The Shimadzu CG-2010 is one of the instruments that will be offered through the new software partnership. Shimadzu photo.
The Shimadzu CG-2010 is one of the instruments that will be offered through the new software partnership. Shimadzu photo.

Related tags Chromatography

Shimadzu Scientific Inc. and Midi Inc. have announced a partnership whose aim is to make analytical tests more cost effective, enabling greater compliance.

In the partnership Shimadzu, a Japanese firm whose North American headquarters is in Columbia, MO and Midi, based in Newark, DE, will combine forces on the marketing of Shimadzu’s scientific instruments with Midi’s proprietary software suite. Midi’s software, called Sherlock, will enhance the functionality of Shimadzu’s 2010 GC, i-Series UHPLC, GCMS chromatography systems and its built in LabSolutions software, said Midi CEO Myron Sasser.

“We are fairly new in the supplement arena,”​ Sasser told NutraIngredients-USA. “We are adapting software that we have used for more than 25 years to identify soil bacteria.”

Powerful automated platform

Sherlock chromatography analysis software is billed as a comprehensive and powerful data analysis platform, which precisely names compounds, performs complex pattern recognition and gives customers the ability to visually analyze their data in many different ways. Results are delivered automatically, reproducibly and objectively. The first product launch will be for automated microbial identification and soil phospholipid fatty acid (PLFA) analysis on Shimadzu’s 2010 GC product line, followed by solutions for the UHPLC and GCMS instruments.

Sasser said the goal to enable more companies to perform the wide variety of tests called for in dietary supplement GMPs. The Sherlock system, when armed with the proper library databases, can automate and make more certain much of the identification work necessary to comply with the regulations.

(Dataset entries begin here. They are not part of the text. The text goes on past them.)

//! Unified error handling with Sentry integration.
//!
//! Provides a unified `AppError` type that captures server errors to Sentry
//! before responding to the client. All fallible route handlers return
//! `Result<T, AppError>`.
//!
//! Missing identity or cart data is not an error here: those are guard
//! redirects, handled before a handler runs.

use axum::{
    Json,
    http::StatusCode,
    response::{IntoResponse, Response},
};
use premium_tech_core::FormErrors;
use serde::Serialize;
use thiserror::Error;

use crate::services::auth::AuthError;

/// Application-level error type for the storefront.
#[derive(Debug, Error)]
pub enum AppError {
    /// Sign-in or sign-up form was rejected.
    #[error("Auth error: {0}")]
    Auth(#[from] AuthError),

    /// Checkout form was rejected.
    #[error("Validation error: {0}")]
    Validation(#[from] FormErrors),

    /// Resource not found.
    #[error("Not found: {0}")]
    NotFound(String),

    /// Bad request from client.
    #[error("Bad request: {0}")]
    BadRequest(String),

    /// Internal server error.
    #[error("Internal error: {0}")]
    Internal(String),
}

/// JSON body of an error response.
#[derive(Debug, Serialize)]
struct ErrorBody<'a> {
    error: String,
    #[serde(skip_serializing_if = "Option::is_none")]
    fields: Option<&'a FormErrors>,
}

impl IntoResponse for AppError {
    fn into_response(self) -> Response {
        // Capture server errors to Sentry
        if matches!(self, Self::Internal(_)) {
            let event_id = sentry::capture_error(&self);
            tracing::error!(
                error = %self,
                sentry_event_id = %event_id,
                "Request error"
            );
        }

        let status = match &self {
            Self::Auth(_) | Self::Validation(_) => StatusCode::UNPROCESSABLE_ENTITY,
            Self::NotFound(_) => StatusCode::NOT_FOUND,
            Self::BadRequest(_) => StatusCode::BAD_REQUEST,
            Self::Internal(_) => StatusCode::INTERNAL_SERVER_ERROR,
        };

        // Don't expose internal error details to clients
        let body = match &self {
            Self::Internal(_) => ErrorBody {
                error: "Internal server error".to_string(),
                fields: None,
            },
            Self::Auth(err) => ErrorBody {
                error: err.to_string(),
                fields: None,
            },
            Self::Validation(errors) => ErrorBody {
                error: errors.to_string(),
                fields: Some(errors),
            },
            _ => ErrorBody {
                error: self.to_string(),
                fields: None,
            },
        };

        (status, Json(body)).into_response()
    }
}

/// Result type alias for `AppError`.
pub type Result<T> = std::result::Result<T, AppError>;

/// Add a breadcrumb for shopper actions.
///
/// Breadcrumbs appear in Sentry error reports to show the trail of actions
/// leading up to an error.
///
/// # Example
///
/// ```rust,ignore
/// add_breadcrumb("cart", "Added item", Some(&[("product_id", "3")]));
/// ```
pub fn add_breadcrumb(category: &str, message: &str, data: Option<&[(&str, &str)]>) {
    let mut breadcrumb = sentry::Breadcrumb {
        category: Some(category.to_string()),
        message: Some(message.to_string()),
        level: sentry::Level::Info,
        ..Default::default()
    };

    if let Some(pairs) = data {
        for (key, value) in pairs {
            breadcrumb.data.insert(
                (*key).to_string(),
                serde_json::Value::String((*value).to_string()),
            );
        }
    }

    sentry::add_breadcrumb(breadcrumb);
}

“When it’s first logged into the computer, the system runs a suitability test (to make sure fit for purpose tests are being employed). They is analyzes a sample, naming all the peaks, and the results are fed in a chemometric package to identify the material. All that can be done with a keystroke,”​ Sasser said.

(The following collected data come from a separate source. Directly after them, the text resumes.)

//! Type-safe price representation using decimal arithmetic.
//!
//! Prices never pass through binary floating point: catalog amounts are
//! parsed straight into [`Decimal`] and all cart arithmetic stays exact.
//! Rounding happens once, when a price is formatted for display.

use core::fmt;
use core::iter::Sum;
use core::ops::Add;

use rust_decimal::{Decimal, RoundingStrategy};
use serde::{Deserialize, Serialize};

/// Number of decimal places shown to shoppers.
const DISPLAY_SCALE: u32 = 2;

/// A price with currency information.
#[derive(Debug, Clone, Copy, PartialEq, Eq, Serialize, Deserialize)]
pub struct Price {
    /// Amount in the currency's standard unit (e.g., dollars, not cents).
    pub amount: Decimal,
    /// ISO 4217 currency code.
    #[serde(default)]
    pub currency_code: CurrencyCode,
}

impl Price {
    /// Create a new price.
    #[must_use]
    pub const fn new(amount: Decimal, currency_code: CurrencyCode) -> Self {
        Self {
            amount,
            currency_code,
        }
    }

    /// Create a USD price from a whole number of cents.
    #[must_use]
    pub fn from_cents(cents: i64) -> Self {
        Self::new(Decimal::new(cents, DISPLAY_SCALE), CurrencyCode::USD)
    }

    /// A zero amount in the given currency.
    #[must_use]
    pub const fn zero(currency_code: CurrencyCode) -> Self {
        Self::new(Decimal::ZERO, currency_code)
    }

    /// This price multiplied by a quantity.
    #[must_use]
    pub fn times(self, quantity: u32) -> Self {
        Self::new(self.amount * Decimal::from(quantity), self.currency_code)
    }

    /// Amount rounded half away from zero to two decimal places.
    #[must_use]
    pub fn rounded(self) -> Decimal {
        self.amount
            .round_dp_with_strategy(DISPLAY_SCALE, RoundingStrategy::MidpointAwayFromZero)
    }

    /// Format for display (e.g., "$19.99").
    #[must_use]
    pub fn display(&self) -> String {
        self.to_string()
    }
}

impl fmt::Display for Price {
    fn fmt(&self, f: &mut fmt::Formatter<'_>) -> fmt::Result {
        write!(f, "{}{:.2}", self.currency_code.symbol(), self.rounded())
    }
}

/// Adding prices keeps the left-hand currency; callers only sum prices from
/// a single-currency catalog.
impl Add for Price {
    type Output = Self;

    fn add(self, rhs: Self) -> Self {
        Self::new(self.amount + rhs.amount, self.currency_code)
    }
}

impl Sum for Price {
    fn sum<I: Iterator<Item = Self>>(iter: I) -> Self {
        let mut iter = iter.peekable();
        let currency = iter
            .peek()
            .map_or_else(CurrencyCode::default, |price| price.currency_code);
        iter.fold(Self::zero(currency), Add::add)
    }
}

/// ISO 4217 currency codes.
#[derive(Debug, Clone, Copy, PartialEq, Eq, Hash, Serialize, Deserialize, Default)]
pub enum CurrencyCode {
    #[default]
    USD,
    EUR,
    GBP,
    CAD,
    AUD,
}

impl CurrencyCode {
    /// Symbol printed in front of amounts.
    #[must_use]
    pub const fn symbol(self) -> &'static str {
        match self {
            Self::USD | Self::CAD | Self::AUD => "$",
            Self::EUR => "€",
            Self::GBP => "£",
        }
    }

    /// The three-letter ISO code.
    #[must_use]
    pub const fn code(self) -> &'static str {
        match self {
            Self::USD => "USD",
            Self::EUR => "EUR",
            Self::GBP => "GBP",
            Self::CAD => "CAD",
            Self::AUD => "AUD",
        }
    }
}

Sasser said that while much of Midi’s experience has been in agro-biotech and other related industries, the company has a certain depth of experience in identifying food compounds via its long standing relationship with McCormick, and that partnership will form the bedrock of its botanical standards library.

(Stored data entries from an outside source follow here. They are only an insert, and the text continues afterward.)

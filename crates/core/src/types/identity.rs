//! Opaque shopper identity.

use core::fmt;

use serde::{Deserialize, Serialize};

use super::Email;

/// Error returned when an identity handle is blank.
#[derive(thiserror::Error, Debug, Clone, PartialEq, Eq)]
#[error("identity cannot be blank")]
pub struct IdentityError;

/// The handle a signed-in shopper is known by.
///
/// Nothing is authenticated: the handle is whatever the shopper signed in
/// with, and its presence is all that protected pages check for.
#[derive(Debug, Clone, PartialEq, Eq, Hash, Serialize, Deserialize)]
#[serde(try_from = "String", into = "String")]
pub struct Identity(String);

impl Identity {
    /// Create an identity from a handle, trimming surrounding whitespace.
    ///
    /// # Errors
    ///
    /// Returns [`IdentityError`] if the handle is empty after trimming.
    pub fn new(handle: &str) -> Result<Self, IdentityError> {
        let handle = handle.trim();
        if handle.is_empty() {
            return Err(IdentityError);
        }
        Ok(Self(handle.to_owned()))
    }

    #[must_use]
    pub fn as_str(&self) -> &str {
        &self.0
    }
}

impl From<Email> for Identity {
    fn from(email: Email) -> Self {
        Self(email.into_inner())
    }
}

impl TryFrom<String> for Identity {
    type Error = IdentityError;

    fn try_from(value: String) -> Result<Self, Self::Error> {
        Self::new(&value)
    }
}

impl From<Identity> for String {
    fn from(identity: Identity) -> Self {
        identity.0
    }
}

impl fmt::Display for Identity {
    fn fmt(&self, f: &mut fmt::Formatter<'_>) -> fmt::Result {
        f.write_str(&self.0)
    }
}

#[cfg(test)]
#[allow(clippy::unwrap_used)]
mod tests {
    use super::*;

    #[test]
    fn test_blank_identity_rejected() {
        assert_eq!(Identity::new(""), Err(IdentityError));
        assert_eq!(Identity::new(" \t "), Err(IdentityError));
    }

    #[test]
    fn test_identity_from_email() {
        let email = Email::parse("shopper@example.com").unwrap();
        let identity = Identity::from(email);
        assert_eq!(identity.as_str(), "shopper@example.com");
    }

    #[test]
    fn test_blank_identity_fails_to_deserialize() {
        assert!(serde_json::from_str::<Identity>("\"  \"").is_err());
        let identity: Identity = serde_json::from_str("\"ada\"").unwrap();
        assert_eq!(identity.to_string(), "ada");
    }
}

“They use our system to authenticate all their spices and herbs. They provided us with a lot of authenticated standards for those materials. We will also work with groups like the National Institute of Standards and the National Center for Natural Products Research on botanical standards,​” Sasser said.

Greater flexibility expands market

“By combining their Sherlock software platform with state-of-the-art Shimadzu analytical instrumentation, along with our breadth of sales and support, we can offer even more customer-focused solutions,”​ said Mark Janeczko, marketing manager for Shimadzu. “Our strategy is not just selling instruments. We want to partner with the top experts and this is a case in point.”

Sasser said the significant savings the system offers can come in the form of reduced staff time over more manual chromatographic approaches. And it could allow a company to do vastly more testing, laying a foundation for greater transparency and quality. Sasser also said proprietary features of the software platform make it more sensitive. It instantly takes a deeper look at chromatographic results, making it less likely that even sophisticated adulterated samples, those doctored with ancillary chemicals to closely match the results of authentic materials, will slip through.

“We are targeting the whole supply chain, not just the contract analytical groups. We believe the industry can be self regulating, and we intend to offer this solution to anyone who needs it,”​ Sasser said.